Com a realização no país do Mundial de 2014 e dos Jogos Olímpicos de 2016, a carência de mão-de-obra estrangeira é maior na área de Engenharia Civil.
A aproximação do Mundial de Futebol de 2014 e dos Jogos Olímpicos de 2016 tem aquecido o mercado de trabalho brasileiro e proporcionado diversas oportunidades para estrangeiros com objectivo de trabalhar no país. Com a pujança económica do Brasil - e o resfriamento dos mercados nas grandes potências -, a procura de estrangeiros por um espaço no mercado de trabalho brasileiro tem aumentado de ano para ano.
Mais do que a receptividade atribuída à cultura e população brasileira, a carência de mão- de-obra em sectores específicos da economia é o principal factor atractivo. O ano passado, só até final de Junho, já haviam sido autorizados 26.545 trabalhadores de outras nacionalidades a trabalhar no Brasil. A maior parte desses imigrantes - cerca de 52,92% do total - já tinha terminado os estudos universitários.

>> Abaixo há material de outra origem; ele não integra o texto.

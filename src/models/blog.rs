// ============================================================================
// MODEL : BLOGS
// ============================================================================
//
// Columns of the blogs table:
//   - id (UUID, PRIMARY KEY)
//   - slug (VARCHAR, UNIQUE, NOT NULL) - letters, digits and hyphens only
//   - author_id (UUID, NOT NULL, FK -> admins)
//   - status (VARCHAR) - draft | published | archived
//   - featured_image (VARCHAR, NULL)
//   - category (VARCHAR, NULL) - default category, translations may override it
//   - tags (JSON array, DEFAULT []) - default tags, translations may override them
//   - view_count (INTEGER, DEFAULT 0) - only bumped by the slug lookup
//   - published_at (TIMESTAMPTZ, NULL) - stamped the first time status becomes published
//   - created_at / updated_at (TIMESTAMPTZ)
//
// Notes:
//   - The readable content lives in blog_translations (one row per language)
//   - ON DELETE CASCADE on blog_translations.blog_id
//
// ============================================================================

use sea_orm::entity::prelude::*;
use sea_orm::FromJsonQueryResult;
use serde::{Deserialize, Serialize};

#[derive(Clone, Debug, PartialEq, Eq, DeriveEntityModel, Serialize)]
#[sea_orm(table_name = "blogs")]
#[serde(rename_all = "camelCase")]
pub struct Model {
    #[sea_orm(primary_key, auto_increment = false)]
    pub id: Uuid,

    #[sea_orm(unique)]
    pub slug: String,

    pub author_id: Uuid,

    pub status: BlogStatus,

    pub featured_image: Option<String>,

    pub category: Option<String>,

    #[sea_orm(column_type = "JsonBinary")]
    pub tags: Tags,

    pub view_count: i32,

    pub published_at: Option<DateTimeUtc>,

    pub created_at: DateTimeUtc,

    pub updated_at: DateTimeUtc,
}

#[derive(Debug, Clone, Copy, PartialEq, Eq, Hash, EnumIter, DeriveActiveEnum, Serialize, Deserialize)]
#[sea_orm(rs_type = "String", db_type = "String(StringLen::N(16))")]
#[serde(rename_all = "lowercase")]
pub enum BlogStatus {
    #[sea_orm(string_value = "draft")]
    Draft,
    #[sea_orm(string_value = "published")]
    Published,
    #[sea_orm(string_value = "archived")]
    Archived,
}

impl Default for BlogStatus {
    fn default() -> Self {
        BlogStatus::Draft
    }
}

/// Ordered list of tags, stored as a JSON array
#[derive(Clone, Debug, Default, PartialEq, Eq, Serialize, Deserialize, FromJsonQueryResult)]
pub struct Tags(pub Vec<String>);

impl From<Vec<String>> for Tags {
    fn from(tags: Vec<String>) -> Self {
        Tags(tags)
    }
}

#[derive(Copy, Clone, Debug, EnumIter, DeriveRelation)]
pub enum Relation {
    #[sea_orm(
        belongs_to = "super::admin::Entity",
        from = "Column::AuthorId",
        to = "super::admin::Column::Id"
    )]
    Author,

    #[sea_orm(has_many = "super::blog_translation::Entity")]
    Translations,
}

impl Related<super::admin::Entity> for Entity {
    fn to() -> RelationDef {
        Relation::Author.def()
    }
}

impl Related<super::blog_translation::Entity> for Entity {
    fn to() -> RelationDef {
        Relation::Translations.def()
    }
}

impl ActiveModelBehavior for ActiveModel {}
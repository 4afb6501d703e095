// ============================================================================
// MODELS - MAIN MODULE
// ============================================================================
//
// Description:
//   Entry point for every data model.
//   Each entity maps to one table through SeaORM.
//
// Modules:
//   - admin : Back-office accounts (credentials + password reset state)
//   - blog : Language-independent blog "shell" (slug, status, views)
//   - blog_translation : One localized rendering of a blog (one per language)
//   - contact : Visitor contact inquiries (read / unread)
//   - testimonial : Visitor testimonials (approval workflow + featured flag)
//   - dto : Request / response shapes for the API
//   - health : Health check API
//
// Notes:
//   - Every id is a UUID v4 generated by the service layer
//   - Relations are declared on each entity (blog -> translations is CASCADE)
//   - Sensitive admin columns are never serialized
//
// ============================================================================

pub mod admin;
pub mod blog;
pub mod blog_translation;
pub mod contact;
pub mod dto;
pub mod health;
pub mod testimonial;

Por outro lado, desde 2008, é decrescente o número de autorizações não concedidas pelo Ministério do Trabalho. Entre Janeiro e Junho de 2011, 866 vistos tinham sido negados - cerca de 25% deles por indícios de que viriam substituir mão-de-obra nacional.

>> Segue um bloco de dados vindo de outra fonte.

impl AuthService {
    pub fn new(db: DatabaseConnection, config: &AuthConfig, email: EmailService) -> Self {
        AuthService {
            db,
            jwt: JwtKeys::new(config.jwt_secret.clone(), config.jwt_expiry_hours),
            email,
            reset_ttl: Duration::minutes(config.reset_token_ttl_minutes),
            hash_iterations: config.password_hash_iterations,
        }
    }

    /// Checks the credentials and issues a session token
    pub async fn authenticate(&self, email: &str, password: &str) -> Result<LoginResponse> {
        // 1. Unknown email and wrong password share the same message
        let admin = self
            .find_by_email(email)
            .await?
            .ok_or_else(|| AppError::Unauthorized(INVALID_CREDENTIALS.to_string()))?;

        if !self.check_password(password, &admin.password).await? {
            return Err(AppError::Unauthorized(INVALID_CREDENTIALS.to_string()));
        }

        // 2. Only a caller who proved the password learns the account is disabled
        if !admin.is_active {
            return Err(AppError::Forbidden(ACCOUNT_DEACTIVATED.to_string()));
        }

        // 3. Record the login
        let now = Utc::now();
        let mut active = admin.into_active_model();
        active.last_login = Set(Some(now));
        active.updated_at = Set(now);
        let admin = active.update(&self.db).await?;

        // 4. Issue the token
        let token = self
            .jwt
            .generate_token(admin.id)
            .map_err(|e| AppError::Internal(e.to_string()))?;

        tracing::info!(admin_id = %admin.id, "admin logged in");
        Ok(LoginResponse { admin, token })
    }

    /// Resolves a bearer token to an active admin. Runs on every authenticated request.
    pub async fn verify_token(&self, token: &str) -> Result<admin::Model> {
        let claims = self.jwt.verify_token(token).map_err(|e| match e {
            TokenError::Expired => AppError::Unauthorized("Authentication token has expired.".to_string()),
            _ => AppError::Unauthorized("Invalid authentication token.".to_string()),
        })?;

        let admin = admin::Entity::find_by_id(claims.sub)
            .one(&self.db)
            .await?
            .ok_or_else(|| AppError::Unauthorized("Admin not found. Token is invalid.".to_string()))?;

        if !admin.is_active {
            return Err(AppError::Forbidden("Admin account is inactive.".to_string()));
        }

        Ok(admin)
    }

    pub async fn get_profile(&self, admin_id: Uuid) -> Result<admin::Model> {
        admin::Entity::find_by_id(admin_id)
            .one(&self.db)
            .await?
            .ok_or_else(|| AppError::NotFound(ADMIN_NOT_FOUND.to_string()))
    }

    pub async fn update_profile(&self, admin_id: Uuid, input: UpdateProfileRequest) -> Result<admin::Model> {
        let admin = self.get_profile(admin_id).await?;

        let mut active = admin.into_active_model();
        if let Some(first_name) = input.first_name {
            active.first_name = Set(first_name.trim().to_string());
        }
        if let Some(last_name) = input.last_name {
            active.last_name = Set(last_name.trim().to_string());
        }
        active.updated_at = Set(Utc::now());

        Ok(active.update(&self.db).await?)
    }

    pub async fn change_password(&self, admin_id: Uuid, input: ChangePasswordRequest) -> Result<()> {
        let admin = self.get_profile(admin_id).await?;

        if !self.check_password(&input.current_password, &admin.password).await? {
            return Err(AppError::BadRequest("Current password is incorrect".to_string()));
        }

        let hash = self.hash(input.new_password).await?;
        let mut active = admin.into_active_model();
        active.password = Set(hash);
        active.updated_at = Set(Utc::now());
        active.update(&self.db).await?;

        tracing::info!(admin_id = %admin_id, "admin changed password");
        Ok(())
    }

    /// Never fails from the caller's point of view; see `RESET_REQUESTED`
    pub async fn request_password_reset(&self, email: &str) {
        if let Err(e) = self.issue_reset_token(email).await {
            tracing::error!(error = %e, "password reset request failed");
        }
    }

    async fn issue_reset_token(&self, email: &str) -> Result<()> {
        let Some(admin) = self.find_by_email(email).await? else {
            tracing::debug!("password reset requested for unknown email");
            return Ok(());
        };

        // 1. Only the digest is stored
        let raw_token = reset_token::generate_reset_token();
        let now = Utc::now();
        let mut active = admin.into_active_model();
        active.reset_password_token = Set(Some(reset_token::hash_reset_token(&raw_token)));
        active.reset_password_expires = Set(Some(now + self.reset_ttl));
        active.updated_at = Set(now);
        let admin = active.update(&self.db).await?;

        // 2. Delivery problems stay in the logs
        if let Err(e) = self.email.send_password_reset(&admin, &raw_token).await {
            tracing::warn!(admin_id = %admin.id, error = %e, "failed to send password reset email");
        }
        Ok(())
    }

    pub async fn reset_password(&self, input: ResetPasswordRequest) -> Result<()> {
        // 1. Expiry is checked on the loaded row
        let admin = self
            .find_valid_reset(&input.email, &input.token)
            .await?
            .ok_or_else(|| AppError::BadRequest(INVALID_RESET_TOKEN.to_string()))?;
        let hash = self.hash(input.new_password).await?;

        // 2. Consume: only the request that still sees the digest may write
        let result = admin::Entity::update_many()
            .col_expr(admin::Column::Password, Expr::value(hash))
            .col_expr(admin::Column::ResetPasswordToken, Expr::value(Option::<String>::None))
            .col_expr(
                admin::Column::ResetPasswordExpires,
                Expr::value(Option::<DateTime<Utc>>::None),
            )
            .col_expr(admin::Column::UpdatedAt, Expr::value(Utc::now()))
            .filter(admin::Column::Id.eq(admin.id))
            .filter(admin::Column::ResetPasswordToken.eq(reset_token::hash_reset_token(&input.token)))
            .exec(&self.db)
            .await?;
        if result.rows_affected == 0 {
            return Err(AppError::BadRequest(INVALID_RESET_TOKEN.to_string()));
        }

        tracing::info!(admin_id = %admin.id, "admin password reset");
        Ok(())
    }

    /// Read-only check of a reset link; internal failures read as invalid
    pub async fn verify_reset_token(&self, email: &str, token: &str) -> bool {
        match self.find_valid_reset(email, token).await {
            Ok(admin) => admin.is_some(),
            Err(e) => {
                tracing::error!(error = %e, "reset token verification failed");
                false
            }
        }
    }

    /// Creates an admin account; only used by the provisioning binary
    pub async fn provision_admin(&self, input: NewAdminRequest) -> Result<admin::Model> {
        let email = normalize_email(&input.email);
        let input = NewAdminRequest {
            email: email.clone(),
            ..input
        };
        input.validate()?;

        if self.find_by_email(&email).await?.is_some() {
            return Err(AppError::Conflict(DUPLICATE_EMAIL.to_string()));
        }

        let hash = self.hash(input.password).await?;
        let now = Utc::now();
        let admin = admin::ActiveModel {
            id: Set(Uuid::new_v4()),
            email: Set(email),
            password: Set(hash),
            first_name: Set(input.first_name.trim().to_string()),
            last_name: Set(input.last_name.trim().to_string()),
            is_active: Set(true),
            last_login: Set(None),
            reset_password_token: Set(None),
            reset_password_expires: Set(None),
            created_at: Set(now),
            updated_at: Set(now),
        }
        .insert(&self.db)
        .await
        .map_err(|e| conflict_on_unique(e, DUPLICATE_EMAIL))?;

        tracing::info!(admin_id = %admin.id, email = %admin.email, "admin account created");
        Ok(admin)
    }

    async fn find_by_email(&self, email: &str) -> Result<Option<admin::Model>> {
        Ok(admin::Entity::find()
            .filter(admin::Column::Email.eq(normalize_email(email)))
            .one(&self.db)
            .await?)
    }

    /// Email + digest match and an expiry still in the future
    async fn find_valid_reset(&self, email: &str, token: &str) -> Result<Option<admin::Model>> {
        let admin = admin::Entity::find()
            .filter(admin::Column::Email.eq(normalize_email(email)))
            .filter(admin::Column::ResetPasswordToken.eq(reset_token::hash_reset_token(token)))
            .one(&self.db)
            .await?;

        let now = Utc::now();
        Ok(admin.filter(|a| a.reset_password_expires.is_some_and(|expires| expires > now)))
    }

    // PBKDF2 is CPU bound, keep it off the async workers
    async fn hash(&self, plain: String) -> Result<String> {
        let iterations = self.hash_iterations;
        tokio::task::spawn_blocking(move || password::hash_password(&plain, iterations))
            .await
            .map_err(|e| AppError::Internal(format!("password hashing task failed: {}", e)))?
            .map_err(|e| AppError::Internal(e.to_string()))
    }

    async fn check_password(&self, plain: &str, stored: &str) -> Result<bool> {
        let (plain, stored) = (plain.to_string(), stored.to_string());
        tokio::task::spawn_blocking(move || password::verify_password(&plain, &stored))
            .await
            .map_err(|e| AppError::Internal(format!("password verification task failed: {}", e)))?
            .map_err(|e| AppError::Internal(e.to_string()))
    }
}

Com o país transformado num grande estaleiro de obras graças aos dois eventos internacionais que terão lugar no Brasil, um dos sectores ainda bastante desfasados no mercado de trabalho nacional é o de engenharia - principalmente civil. Segundo a ‘partner' de Human Capital da Ernst & Young, Raquel Teixeira, há um défice de 60 mil engenheiros no mercado nacional.

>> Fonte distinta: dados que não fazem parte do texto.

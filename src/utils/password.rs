use hmac::Hmac;
use pbkdf2::pbkdf2;
use sha2::Sha256;
use rand::Rng;
use base64::{Engine, engine::general_purpose::{STANDARD, STANDARD_NO_PAD, URL_SAFE, URL_SAFE_NO_PAD}};
use thiserror::Error;

type HmacSha256 = Hmac<Sha256>;

const KEY_LENGTH: usize = 32;
const SALT_LENGTH: usize = 16;

#[derive(Debug, Error, PartialEq, Eq)]
pub enum PasswordError {
    #[error("Invalid hash format")]
    InvalidFormat,

    #[error("Invalid iterations")]
    InvalidIterations,

    #[error("Failed to decode hash component")]
    Decode,

    #[error("PBKDF2 computation failed")]
    Derivation,
}

/// Hashes a password in the Werkzeug format `pbkdf2:sha256:iterations$salt$hash`
/// (PBKDF2-HMAC-SHA256, 16 byte random salt)
pub fn hash_password(password: &str, iterations: u32) -> Result<String, PasswordError> {
    let mut salt = [0u8; SALT_LENGTH];
    rand::thread_rng().fill(&mut salt);

    let mut key = [0u8; KEY_LENGTH];
    pbkdf2::<HmacSha256>(password.as_bytes(), &salt, iterations, &mut key)
        .map_err(|_| PasswordError::Derivation)?;

    let salt_b64 = URL_SAFE_NO_PAD.encode(salt);
    let hash_b64 = URL_SAFE_NO_PAD.encode(key);

    Ok(format!("pbkdf2:sha256:{}${}${}", iterations, salt_b64, hash_b64))
}

/// Checks a password against a stored hash; the iteration count is read from the hash.
/// Accepts base64 and hex encoded components.
pub fn verify_password(password: &str, stored_hash: &str) -> Result<bool, PasswordError> {
    let parts: Vec<&str> = stored_hash.split('$').collect();
    if parts.len() != 3 {
        return Err(PasswordError::InvalidFormat);
    }

    let header_parts: Vec<&str> = parts[0].split(':').collect();
    if header_parts.len() != 3 || header_parts[0] != "pbkdf2" || header_parts[1] != "sha256" {
        return Err(PasswordError::InvalidFormat);
    }

    let iterations = header_parts[2]
        .parse::<u32>()
        .map_err(|_| PasswordError::InvalidIterations)?;

    let salt = decode_flexible(parts[1])?;
    let expected_hash = decode_flexible(parts[2])?;
    if expected_hash.is_empty() {
        return Err(PasswordError::InvalidFormat);
    }

    let mut computed = vec![0u8; expected_hash.len()];
    pbkdf2::<HmacSha256>(password.as_bytes(), &salt, iterations, &mut computed)
        .map_err(|_| PasswordError::Derivation)?;

    Ok(constant_time_eq(&computed, &expected_hash))
}

fn constant_time_eq(a: &[u8], b: &[u8]) -> bool {
    a.len() == b.len() && a.iter().zip(b).fold(0u8, |acc, (x, y)| acc | (x ^ y)) == 0
}

/// Decodes a base64 or hex encoded component
fn decode_flexible(input: &str) -> Result<Vec<u8>, PasswordError> {
    // 64 hex chars = 32 bytes
    if input.len() == 64 && input.chars().all(|c| c.is_ascii_hexdigit()) {
        return hex::decode(input).map_err(|_| PasswordError::Decode);
    }

    let padded = add_base64_padding(input);

    if let Ok(decoded) = STANDARD.decode(&padded) {
        return Ok(decoded);
    }
    if let Ok(decoded) = URL_SAFE.decode(&padded) {
        return Ok(decoded);
    }
    if let Ok(decoded) = URL_SAFE_NO_PAD.decode(input) {
        return Ok(decoded);
    }
    if let Ok(decoded) = STANDARD_NO_PAD.decode(input) {
        return Ok(decoded);
    }

    hex::decode(input).map_err(|_| PasswordError::Decode)
}

fn add_base64_padding(input: &str) -> String {
    let padding_needed = (4 - (input.len() % 4)) % 4;
    format!("{}{}", input, "=".repeat(padding_needed))
}
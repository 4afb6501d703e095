pub mod auth;
pub mod blogs;
pub mod contacts;
pub mod health;
pub mod testimonials;

use actix_web::web;

pub fn configure_routes(cfg: &mut web::ServiceConfig) {
    cfg.service(health::health_check)
        .service(
            web::scope("/api")
                .service(health::api_index)
                .configure(auth::auth_routes)
                .configure(blogs::blog_routes)
                .configure(contacts::contact_routes)
                .configure(testimonials::testimonial_routes),
        );
}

Muitas oportunidades também se têm concentrado no sector de óleo e gás, uma vez que a descoberta, pesquisa e exploração do pré-sal criou novas necessidades de profissionais para o mercado brasileiro. Faltam técnicos especializados no trabalho de prospecção e gestão das actividades neste sector. Não é por acaso que as plataformas de petróleo em todo o litoral brasileiro são preenchidas por trabalhadores de diversas nacionalidades - mais estrangeiros que propriamente brasileiros.